Start of Listed records
use std::path::PathBuf;

use clap::{Parser, Subcommand};
use stowage::{Codec, Format};

pub fn parse_format(s: &str) -> Result<Format, String> {
    s.parse().map_err(|_| {
        format!(
            "unknown format (expected one of: {})",
            Format::available_variants().join(", ")
        )
    })
}

pub fn parse_codec(s: &str) -> Result<Codec, String> {
    s.parse().map_err(|_| {
        format!(
            "unknown filter (expected one of: {})",
            Codec::available_variants().join(", ")
        )
    })
}

#[derive(Debug, Parser)]
#[command(
    name = "stow",
    about = "Create, list and extract tar and zip archives.",
    version
)]
pub struct Cli {
    /// Show verbose output
    #[arg(short, long, global = true)]
    pub verbose: bool,

    #[command(subcommand)]
    pub command: Commands,
}

#[derive(Debug, Subcommand)]
pub enum Commands {
    #[command(visible_alias = "c", about = "Create a new archive")]
    Create(CreateArgs),

    #[command(visible_aliases = ["l", "ls"], about = "List members of an archive")]
    List(ListArgs),

    #[command(visible_alias = "x", about = "Extract members of an archive")]
    Extract(ExtractArgs),
}

#[derive(Debug, clap::Args)]
pub struct CreateArgs {
    /// Output archive path
    pub archive: PathBuf,

    /// Files and directories to add
    #[arg(required = true)]
    pub paths: Vec<PathBuf>,

    /// Container format
    #[arg(short, long, default_value = "pax", value_parser = parse_format)]
    pub format: Format,

    /// Compression filter; may repeat for a layered chain, outermost first
    #[arg(short = 'z', long = "filter", value_parser = parse_codec)]
    pub filters: Vec<Codec>,
}

#[derive(Debug, clap::Args)]
pub struct ListArgs {
    /// Archive to list
    pub archive: PathBuf,
}

#[derive(Debug, clap::Args)]
pub struct ExtractArgs {
    /// Archive to extract
    pub archive: PathBuf,

    /// Destination directory (defaults to the current directory)
    #[arg(short = 'C', long = "directory")]
    pub output: Option<PathBuf>,

    /// Permit `..` components in member paths
    #[arg(long)]
    pub allow_dotdot: bool,

    /// Permit absolute member paths
    #[arg(long)]
    pub allow_absolute: bool,

    /// Permit symlinks that point outside the destination
    #[arg(long)]
    pub allow_escaping_symlinks: bool,

    /// Restore file ownership (usually needs privileges)
    #[arg(long)]
    pub ownership: bool,
}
End of Listed records
__Work to be completed__. Using only the data above, copy out the lines that include the word "join".

__Response area__.
            Format::available_variants().join(", ")
            Codec::available_variants().join(", ")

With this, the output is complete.